▸ **INSTRUCTIONS TO FOLLOW**: Gather the lines from the material that contain "settle".

▸ **SUPPLIED DATA**:
<<<<

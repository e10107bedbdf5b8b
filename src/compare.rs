// Copyright 2025-present Affirm Contributors
// SPDX-License-Identifier: Apache-2.0

//! Equality and ordering checks.
//!
//! The two-sided checks accept different left and right types as long as the
//! standard comparison traits connect them, so `equals(&1.0, &1.0)` and
//! `greater(&2_i64, &1_i64)` both read naturally at the call site.

use std::fmt::Debug;

use crate::options::CheckOptions;
use crate::outcome::{settle, CheckResult};

/// Check that two values are equal.
///
/// Fails with `expected {a} to equal {b}`.
///
/// # Example
///
/// ```
/// use affirm::{equals, CheckOptions};
///
/// equals(&1, &1, &CheckOptions::DEFAULT).unwrap();
/// ```
pub fn equals<A, B>(a: &A, b: &B, opts: &CheckOptions) -> CheckResult
where
    A: PartialEq<B> + Debug + ?Sized,
    B: Debug + ?Sized,
{
    settle(a == b, opts, || {
        format!("expected {:?} to equal {:?}", a, b)
    })
}

/// Check that two values are not equal.
///
/// Fails with `expected {a} to not equal {b}`.
pub fn not_equals<A, B>(a: &A, b: &B, opts: &CheckOptions) -> CheckResult
where
    A: PartialEq<B> + Debug + ?Sized,
    B: Debug + ?Sized,
{
    settle(a != b, opts, || {
        format!("expected {:?} to not equal {:?}", a, b)
    })
}

/// Check that `value` is strictly greater than `comparison`.
///
/// Fails with `expected {value} to be greater than {comparison}`. An
/// incomparable pair (NaN on either side) fails the same way.
pub fn greater<A, B>(value: &A, comparison: &B, opts: &CheckOptions) -> CheckResult
where
    A: PartialOrd<B> + Debug + ?Sized,
    B: Debug + ?Sized,
{
    settle(value > comparison, opts, || {
        format!("expected {:?} to be greater than {:?}", value, comparison)
    })
}

/// Check that `value` is strictly less than `comparison`.
///
/// Fails with `expected {value} to be less than {comparison}`. An
/// incomparable pair (NaN on either side) fails the same way.
pub fn less<A, B>(value: &A, comparison: &B, opts: &CheckOptions) -> CheckResult
where
    A: PartialOrd<B> + Debug + ?Sized,
    B: Debug + ?Sized,
{
    settle(value < comparison, opts, || {
        format!("expected {:?} to be less than {:?}", value, comparison)
    })
}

>>>>

▸ **OUTPUT FOR THIS EXERCISE**:
use crate::outcome::{settle, CheckResult};
    settle(a == b, opts, || {
    settle(a != b, opts, || {
    settle(value > comparison, opts, || {
    settle(value < comparison, opts, || {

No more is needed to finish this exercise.